ESCI Datasets and Scientific Publications

Datasets created for the ESCI project will be published as they become available and quality-control/assurance has been completed. Where these have been published in the peer-reviewed literature, links to the articles will also be provided.

Heat Case Study

The draft (i.e. not fully quality checked) data developed for the May 2020 discussion draft of the Heat Case Study are available on request. Time series data for the South New South Wales region have been derived from the CCAM regional downscaling representation of six models from the CMIP5 dataset, under a high emissions pathway (RCP8.5).
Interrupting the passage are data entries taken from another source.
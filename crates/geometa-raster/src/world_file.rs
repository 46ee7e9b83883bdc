//! World file and `.prj` sidecars
//!
//! A world file holds six lines: x cell size, row rotation, column rotation,
//! y cell size (negative for north-up), then the x and y of the centre of
//! the upper-left cell.

use geometa_core::models::{CrsKind, SpatialReference};
use geometa_core::{MetadataError, Result};
use std::fs;
use std::path::{Path, PathBuf};

use crate::transform::GeoTransform;

pub const WORLD_FILE_EXTENSIONS: [&str; 3] = ["tfw", "tifw", "wld"];

/// First world file found beside the raster
pub fn find_world_file(raster: &Path) -> Option<PathBuf> {
    WORLD_FILE_EXTENSIONS
        .iter()
        .map(|ext| raster.with_extension(ext))
        .find(|candidate| candidate.is_file())
}

pub fn read_world_file(path: &Path) -> Result<GeoTransform> {
    let content = fs::read_to_string(path)?;
    parse_world_file(&content).map_err(|reason| MetadataError::dataset_read(path, reason))
}

pub fn parse_world_file(content: &str) -> std::result::Result<GeoTransform, String> {
    let values = content
        .lines()
        .map(str::trim)
        .filter(|l| !l.is_empty())
        .take(6)
        .map(|l| l.parse::<f64>().map_err(|_| format!("invalid world file line '{}'", l)))
        .collect::<std::result::Result<Vec<f64>, String>>()?;

    let &[a, d, b, e, c, f] = values.as_slice() else {
        return Err(format!("world file has {} values, expected 6", values.len()));
    };

    if a == 0.0 || e == 0.0 {
        return Err("world file has a zero cell size".to_string());
    }

    // Shift from the centre of the upper-left cell to its corner
    Ok(GeoTransform {
        origin_x: c - a / 2.0 - b / 2.0,
        origin_y: f - d / 2.0 - e / 2.0,
        col_x: a,
        row_x: b,
        col_y: d,
        row_y: e,
    })
}

/// Spatial reference from a `.prj` sidecar, if there is one
pub fn read_prj(raster: &Path) -> Option<SpatialReference> {
    let path = raster.with_extension("prj");
    let wkt = fs::read_to_string(&path).ok()?;
    let srs = parse_prj(&wkt);
    if srs.epsg.is_none() {
        tracing::warn!("{} has no EPSG authority; CRS recorded by name only", path.display());
    }
    Some(srs)
}

/// Read kind, name and EPSG code out of an ESRI or OGC WKT1 string
pub fn parse_prj(wkt: &str) -> SpatialReference {
    let wkt = wkt.trim();
    let kind = if wkt.starts_with("PROJCS") {
        CrsKind::Projected
    } else if wkt.starts_with("GEOGCS") {
        CrsKind::Geographic
    } else {
        CrsKind::Unknown
    };

    let name = wkt
        .split('"')
        .nth(1)
        .filter(|n| !n.is_empty())
        .map(str::to_string);

    // The outermost AUTHORITY closes the WKT, so it is the last one
    let epsg = wkt.rmatch_indices("AUTHORITY[").find_map(|(idx, _)| {
        let rest = &wkt[idx..];
        let mut parts = rest.split('"');
        let authority = parts.nth(1)?;
        let code = parts.nth(1)?;
        if authority.eq_ignore_ascii_case("EPSG") {
            code.trim().parse::<u32>().ok()
        } else {
            None
        }
    });

    SpatialReference { epsg, name, kind }
}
These data comprise time-series (in 30-minute time steps from 1980-2040) for the following metrics:

  1. Air temperature (2m) (K)
  2. Global Horizontal Irradiance (W/m2)
  3. Direct Normal Irradiance (W/m2)
  4. Wind speed at 10m (m/s)
  5. Wind speed at 150m (m/s)
  6. Wind speed at 250m (m/s)

This dataset is available (in Excel format) on request by contacting the project coordinator.

A detailed explanation of the approach used to develop these datasets is published in the following peer-reviewed journal article.
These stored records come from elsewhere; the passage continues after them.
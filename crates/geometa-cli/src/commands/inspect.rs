//! Inspect command implementation

use super::SUCCESS;
use crate::cli::InspectArgs;
use crate::output::OutputWriter;
use crate::output_types::InspectOutput;
use anyhow::Result;
use geometa_core::config::MAX_THUMBNAIL_SIZE;
use geometa_core::geo::geographic_bounds;
use geometa_core::ports::RasterInspector;
use geometa_core::profile::format_number;
use geometa_raster::GeoTiffInspector;
use tabled::Tabled;

#[derive(Tabled)]
struct PropertyRow {
    #[tabled(rename = "Property")]
    property: String,
    #[tabled(rename = "Value")]
    value: String,
}

impl PropertyRow {
    fn new(property: &str, value: impl ToString) -> Self {
        Self { property: property.to_string(), value: value.to_string() }
    }
}

pub fn execute(args: InspectArgs, output: &OutputWriter) -> Result<u8> {
    let inspector = GeoTiffInspector::new();
    let mut raster = inspector.open(&args.path)?;
    let properties = inspector.read_properties(&mut raster)?;
    let bounds = geographic_bounds(&properties.extent, &properties.spatial_reference);

    let value_range = if args.stats {
        let preview = inspector.read_preview(&mut raster, MAX_THUMBNAIL_SIZE)?;
        preview.value_range()
    } else {
        None
    };

    if output.is_json() {
        output.result(InspectOutput {
            path: args.path,
            properties,
            geographic_bounds: bounds,
            value_range,
        })?;
        return Ok(SUCCESS);
    }

    let (min, max) = (properties.extent.min(), properties.extent.max());
    let mut rows = vec![
        PropertyRow::new("Format", &properties.format_name),
        PropertyRow::new("Size", format!("{} x {} cells", properties.width, properties.height)),
        PropertyRow::new(
            "Bands",
            format!(
                "{} x {} ({} bit)",
                properties.band_count, properties.sample_format, properties.bits_per_sample
            ),
        ),
        PropertyRow::new("Spatial reference", properties.spatial_reference.identifier()),
        PropertyRow::new(
            "Extent",
            format!(
                "{}, {} : {}, {}",
                format_number(min.x),
                format_number(min.y),
                format_number(max.x),
                format_number(max.y)
            ),
        ),
        PropertyRow::new(
            "Resolution",
            format!(
                "{} x {} {}",
                format_number(properties.resolution.x),
                format_number(properties.resolution.y),
                properties.spatial_reference.resolution_unit()
            ),
        ),
        PropertyRow::new("Cell geometry", properties.cell_geometry.code()),
        PropertyRow::new(
            "Nodata",
            properties.nodata.map(format_number).unwrap_or_else(|| "-".to_string()),
        ),
        PropertyRow::new("File size", format!("{} bytes", properties.file_size)),
    ];

    if let Some(bbox) = bounds {
        rows.push(PropertyRow::new(
            "Geographic bounds",
            format!(
                "W {} E {} S {} N {}",
                format_number(bbox.west),
                format_number(bbox.east),
                format_number(bbox.south),
                format_number(bbox.north)
            ),
        ));
    }
    if let Some(date) = properties.modified {
        rows.push(PropertyRow::new("Modified", date));
    }
    if let Some(range) = value_range {
        rows.push(PropertyRow::new(
            "Value range",
            format!("{} to {}", format_number(range.min), format_number(range.max)),
        ));
    }

    output.section(args.path.display());
    output.table(rows);

    Ok(SUCCESS)
}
Huang, J., Jones, B., Thatcher, M., and Landsberg, J. (2020). Temperature impacts on utility-scale solar photovoltaic and wind power generation output over Australia under RCP 8.5. Journal of Renewable and Sustainable Energy 12, 046501. doi: 10.1063/5.0012711.

Abstract

Climate change has the potential to impact the generation of renewable energy significantly subject to location and equipment specifications. As the penetration of renewable energy in the energy systems keeps increasing, this impact needs be systematically assessed so that investment and reliability information is accurate. Australia represents an ideal study case characterized by its frequency of extreme weather events and the recent and planned growth in the renewable energy sector. In this study, we model and quantify the long-term temperature de-rating impact of utility-scale solar photovoltaic and wind power generation over Australia. Using climate projections simulated by six Global Circulation Models and the CSIRO's Cubic Conformal Atmospheric Model, we analyze half-hourly time series of key weather variables such as temperature, surface solar irradiance, and wind speed for 1980–2060 at two sites where variable renewable generators are located, or are likely to be located in the future based on the current Integrated System Plan by the Australian Energy Market Operator. We also built power conversion models for the temperature de-rating of solar and wind power with added focus on high temperature scenarios. We found that the general temporal trends in annual solar and wind power generation due to climate change are small, being at the order of 0.1% of their average production per decade. However, for peak temperature events, which coincide with the peak power demand and, generally, high prices, the temperature de-rating impact can be much more substantial and disruptive.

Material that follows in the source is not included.